_Problem requirements_
For each line in the records that contains "world", make a copy.

_Data to examine_
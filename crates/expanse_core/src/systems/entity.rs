//! Entity update: movement, hazard effects, passive trust, questions and
//! role transitions.

use crate::config::AppConfig;
use crate::hazard::HazardField;
use expanse_data::{Deity, Entity, HazardKind, Question, Role};
use rand::Rng;
use rand_chacha::ChaCha8Rng;

/// Shared state the entity pass reads from or appends to.
pub struct EntityContext<'a> {
    pub config: &'a AppConfig,
    pub hazards: &'a HazardField,
    pub deities: &'a mut [Deity],
    pub questions: &'a mut Vec<Question>,
    pub width: f64,
    pub height: f64,
    pub tick: u64,
}

/// What happened during one entity pass. Used for debug logging.
#[derive(Debug, Default, Clone, Copy, PartialEq, Eq)]
pub struct EntityTickReport {
    pub contributions: usize,
    pub questions: usize,
    pub conversions: usize,
}

/// Runs one tick for every entity, in insertion order.
pub fn update_entities(
    entities: &mut [Entity],
    ctx: &mut EntityContext<'_>,
    rng: &mut ChaCha8Rng,
) -> EntityTickReport {
    let mut report = EntityTickReport::default();
    for entity in entities.iter_mut() {
        update_entity(entity, ctx, rng, &mut report);
    }
    report
}

fn update_entity(
    entity: &mut Entity,
    ctx: &mut EntityContext<'_>,
    rng: &mut ChaCha8Rng,
    report: &mut EntityTickReport,
) {
    let cfg = ctx.config;

    handle_movement(entity, ctx.width, ctx.height);
    apply_hazards(entity, ctx.hazards, cfg);

    if entity.role.is_follower() {
        entity.adjust_trust(cfg.entities.follower_trust_gain);
        if rng.gen_bool(cfg.entities.contribute_chance) && !ctx.deities.is_empty() {
            let idx = rng.gen_range(0..ctx.deities.len());
            let deity = &mut ctx.deities[idx];
            deity.contribute(cfg.entities.contribution);
            entity.patron = Some(deity.id);
            report.contributions += 1;
        }
    }

    entity.question_cooldown = entity.question_cooldown.saturating_sub(1);
    if entity.role == Role::Curious
        && entity.question_cooldown == 0
        && rng.gen_bool(cfg.entities.question_chance)
    {
        ctx.questions.push(Question {
            position: entity.position,
            ttl: cfg.entities.question_ttl,
            spawn_tick: ctx.tick,
        });
        entity.question_cooldown = cfg.entities.question_cooldown;
        report.questions += 1;
    }

    if !entity.role.is_follower() {
        let radius = cfg.entities.adoption_radius;
        let near_deity = ctx
            .deities
            .iter()
            .any(|d| d.position.distance(&entity.position) < radius);
        if near_deity && rng.gen_bool(cfg.entities.adoption_chance) {
            entity.role = Role::Follower;
            report.conversions += 1;
        }
    }
}

/// Moves by one velocity step and wraps into the world.
pub fn handle_movement(entity: &mut Entity, width: f64, height: f64) {
    entity.position.x += entity.velocity.vx;
    entity.position.y += entity.velocity.vy;
    entity.position = entity.position.wrapped(width, height);
}

/// Applies the effect of every zone containing the entity.
pub fn apply_hazards(entity: &mut Entity, hazards: &HazardField, config: &AppConfig) {
    let position = entity.position;
    for hazard in hazards.containing(&position) {
        match hazard.kind {
            HazardKind::Rust => entity.adjust_trust(-config.hazards.rust_trust_erosion),
            HazardKind::Gray => {
                entity.velocity = entity.velocity.scaled(config.hazards.gray_velocity_damping);
            }
        }
    }
}

#[cfg(test)]
mod tests {
    use super::*;
    use expanse_data::{ActivationKind, Position, Velocity};
    use rand::SeedableRng;
    use uuid::Uuid;

    fn entity(role: Role, trust: f64) -> Entity {
        Entity::new(
            Uuid::nil(),
            Position::new(10.0, 10.0),
            Velocity::default(),
            role,
            trust,
        )
    }

    fn deity_at(x: f64, y: f64) -> Deity {
        Deity {
            id: Uuid::from_u128(7),
            name: "AEGIS".to_string(),
            domain: "Firewall".to_string(),
            position: Position::new(x, y),
            aggregate_trust: 1.0,
            nearby_followers: 0,
            activation_ticks: 0,
            activation_kind: ActivationKind::Shield,
        }
    }

    #[test]
    fn test_movement_wraps_at_edge() {
        let mut e = entity(Role::Lesser, 0.0);
        e.position = Position::new(1199.8, 0.1);
        e.velocity = Velocity { vx: 0.4, vy: -0.3 };
        handle_movement(&mut e, 1200.0, 800.0);
        assert!((e.position.x - 0.2).abs() < 1e-9);
        assert!((e.position.y - 799.8).abs() < 1e-9);
    }

    #[test]
    fn test_overlapping_rust_zones_stack() {
        let config = AppConfig::default();
        let mut hazards = HazardField::new(1200.0, 800.0);
        hazards.spawn(&config.hazards, HazardKind::Rust, Position::new(10.0, 10.0), 20.0, 0);
        hazards.spawn(&config.hazards, HazardKind::Rust, Position::new(12.0, 10.0), 20.0, 0);
        let mut e = entity(Role::Lesser, 0.5);
        apply_hazards(&mut e, &hazards, &config);
        assert!((e.trust - 0.48).abs() < 1e-12);
    }

    #[test]
    fn test_gray_zone_damps_velocity() {
        let config = AppConfig::default();
        let mut hazards = HazardField::new(1200.0, 800.0);
        hazards.spawn(&config.hazards, HazardKind::Gray, Position::new(10.0, 10.0), 50.0, 0);
        let mut e = entity(Role::Lesser, 0.5);
        e.velocity = Velocity { vx: 1.0, vy: -0.5 };
        apply_hazards(&mut e, &hazards, &config);
        assert!((e.velocity.vx - 0.95).abs() < 1e-12);
        assert!((e.velocity.vy + 0.475).abs() < 1e-12);
        assert_eq!(e.trust, 0.5);
    }

    #[test]
    fn test_certain_contribution_sets_patron() {
        let mut config = AppConfig::default();
        config.entities.contribute_chance = 1.0;
        config.entities.adoption_chance = 0.0;
        let hazards = HazardField::new(1200.0, 800.0);
        let mut deities = vec![deity_at(600.0, 400.0)];
        let mut questions = Vec::new();
        let mut entities = vec![entity(Role::Follower, 0.2)];
        let mut rng = ChaCha8Rng::seed_from_u64(1);
        let mut ctx = EntityContext {
            config: &config,
            hazards: &hazards,
            deities: &mut deities,
            questions: &mut questions,
            width: 1200.0,
            height: 800.0,
            tick: 1,
        };
        let report = update_entities(&mut entities, &mut ctx, &mut rng);
        assert_eq!(report.contributions, 1);
        assert_eq!(entities[0].patron, Some(Uuid::from_u128(7)));
        assert!((deities[0].aggregate_trust - 1.05).abs() < 1e-12);
        assert!((entities[0].trust - 0.201).abs() < 1e-12);
    }

    #[test]
    fn test_curious_near_deity_converts_with_certainty() {
        let mut config = AppConfig::default();
        config.entities.adoption_chance = 1.0;
        config.entities.question_chance = 0.0;
        let hazards = HazardField::new(1200.0, 800.0);
        let mut deities = vec![deity_at(20.0, 10.0)];
        let mut questions = Vec::new();
        let mut entities = vec![entity(Role::Curious, 0.2)];
        let mut rng = ChaCha8Rng::seed_from_u64(1);
        let mut ctx = EntityContext {
            config: &config,
            hazards: &hazards,
            deities: &mut deities,
            questions: &mut questions,
            width: 1200.0,
            height: 800.0,
            tick: 1,
        };
        let report = update_entities(&mut entities, &mut ctx, &mut rng);
        assert_eq!(report.conversions, 1);
        assert_eq!(entities[0].role, Role::Follower);
    }

    #[test]
    fn test_question_resets_cooldown() {
        let mut config = AppConfig::default();
        config.entities.question_chance = 1.0;
        config.entities.question_cooldown = 10;
        config.entities.adoption_chance = 0.0;
        let hazards = HazardField::new(1200.0, 800.0);
        let mut deities = vec![deity_at(600.0, 400.0)];
        let mut questions = Vec::new();
        let mut entities = vec![entity(Role::Curious, 0.2)];
        let mut rng = ChaCha8Rng::seed_from_u64(1);
        let mut ctx = EntityContext {
            config: &config,
            hazards: &hazards,
            deities: &mut deities,
            questions: &mut questions,
            width: 1200.0,
            height: 800.0,
            tick: 4,
        };
        update_entities(&mut entities, &mut ctx, &mut rng);
        assert_eq!(questions.len(), 1);
        assert_eq!(questions[0].spawn_tick, 4);
        assert_eq!(entities[0].question_cooldown, 10);
    }
}
use super::entity::Position;
use serde::{Deserialize, Serialize};
use uuid::Uuid;

/// How a deity expresses activation.
#[derive(Debug, Clone, Copy, PartialEq, Eq, Hash, Default, Serialize, Deserialize)]
pub enum ActivationKind {
    /// Raises a shield at random while idle (the firewall deity).
    Shield,
    /// Responds whenever a question exists anywhere in the world.
    Inquiry,
    /// No scheduled activation.
    #[default]
    Dormant,
}

/// A named actor that gathers followers and aggregate trust.
///
/// Deities are never removed from a world.
#[derive(Clone, Debug, PartialEq, Serialize, Deserialize)]
pub struct Deity {
    pub id: Uuid,
    pub name: String,
    pub domain: String,
    pub position: Position,
    pub aggregate_trust: f64,
    /// Recomputed every tick.
    pub nearby_followers: u32,
    pub activation_ticks: u32,
    pub activation_kind: ActivationKind,
}

impl Deity {
    #[must_use]
    pub fn is_active(&self) -> bool {
        self.activation_ticks > 0
    }

    /// Adds trust, ignoring anything that would make the total negative.
    pub fn contribute(&mut self, amount: f64) {
        self.aggregate_trust = (self.aggregate_trust + amount).max(0.0);
    }
}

_Task answer_
/// Moves by one velocity step and wraps into the world.
    /// Responds whenever a question exists anywhere in the world.
/// Deities are never removed from a world.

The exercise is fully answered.